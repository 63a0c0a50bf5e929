//! `taxitrips upload` command implementation

use super::read_table;
use crate::config::Config;
use crate::error::{CliError, Result};
use crate::ColumnSet;
use std::path::Path;
use taxitrips_engine::pipeline;
use taxitrips_engine::sink::{with_store, ChunkedUpsertSink, SqliteStore};
use taxitrips_engine::table::SourceStats;
use tracing::warn;

/// Upsert a trips CSV into the database
pub fn run(
    config: &Config,
    input: &Path,
    chunk_size: Option<usize>,
    table: Option<&str>,
    columns: ColumnSet,
) -> Result<()> {
    let mut config = config.clone();
    if let Some(size) = chunk_size {
        config.chunk_size = size;
    }
    if let Some(table) = table {
        config.trips_table = table.to_string();
    }
    config.validate()?;

    let schema = config.load_schema()?;
    let columns = schema.column_set(columns.into());
    let stats = SourceStats::new();
    let trips = read_table(input, stats.clone())?;
    let sink = ChunkedUpsertSink::new(config.chunk_size)?;

    let summary = with_store(
        || SqliteStore::open(&config.database),
        |store| {
            store.ensure_table(&pipeline::upload_target(&config.trips_table, columns)?)?;
            Ok::<_, CliError>(pipeline::upload(&trips, store, &config.trips_table, columns, &sink)?)
        },
    )?;

    if stats.malformed() > 0 {
        warn!(malformed = stats.malformed(), "Skipped malformed input rows");
    }
    println!(
        "Uploaded {} rows to {} in {} chunks: {} inserted, {} updated, {} skipped (missing identity)",
        summary.rows_read,
        config.trips_table,
        summary.chunks,
        summary.inserted,
        summary.updated,
        summary.skipped_missing_identity
    );
    Ok(())
}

------

■ What is required
Write out all the entries once more, exactly.

■ Result below
repository 63a0c0a50bf5e929
//! `taxitrips upload` command implementation

use super::read_table;
use crate::config::Config;
use crate::error::{CliError, Result};
use crate::ColumnSet;
use std::path::Path;
use taxitrips_engine::pipeline;
use taxitrips_engine::sink::{with_store, ChunkedUpsertSink, SqliteStore};
use taxitrips_engine::table::SourceStats;
use tracing::warn;

/// Upsert a trips CSV into the database
pub fn run(
    config: &Config,
    input: &Path,
    chunk_size: Option<usize>,
    table: Option<&str>,
    columns: ColumnSet,
) -> Result<()> {
    let mut config = config.clone();
    if let Some(size) = chunk_size {
        config.chunk_size = size;
    }
    if let Some(table) = table {
        config.trips_table = table.to_string();
    }
    config.validate()?;

    let schema = config.load_schema()?;
    let columns = schema.column_set(columns.into());
    let stats = SourceStats::new();
    let trips = read_table(input, stats.clone())?;
    let sink = ChunkedUpsertSink::new(config.chunk_size)?;

    let summary = with_store(
        || SqliteStore::open(&config.database),
        |store| {
            store.ensure_table(&pipeline::upload_target(&config.trips_table, columns)?)?;
            Ok::<_, CliError>(pipeline::upload(&trips, store, &config.trips_table, columns, &sink)?)
        },
    )?;

    if stats.malformed() > 0 {
        warn!(malformed = stats.malformed(), "Skipped malformed input rows");
    }
    println!(
        "Uploaded {} rows to {} in {} chunks: {} inserted, {} updated, {} skipped (missing identity)",
        summary.rows_read,
        config.trips_table,
        summary.chunks,
        summary.inserted,
        summary.updated,
        summary.skipped_missing_identity
    );
    Ok(())
}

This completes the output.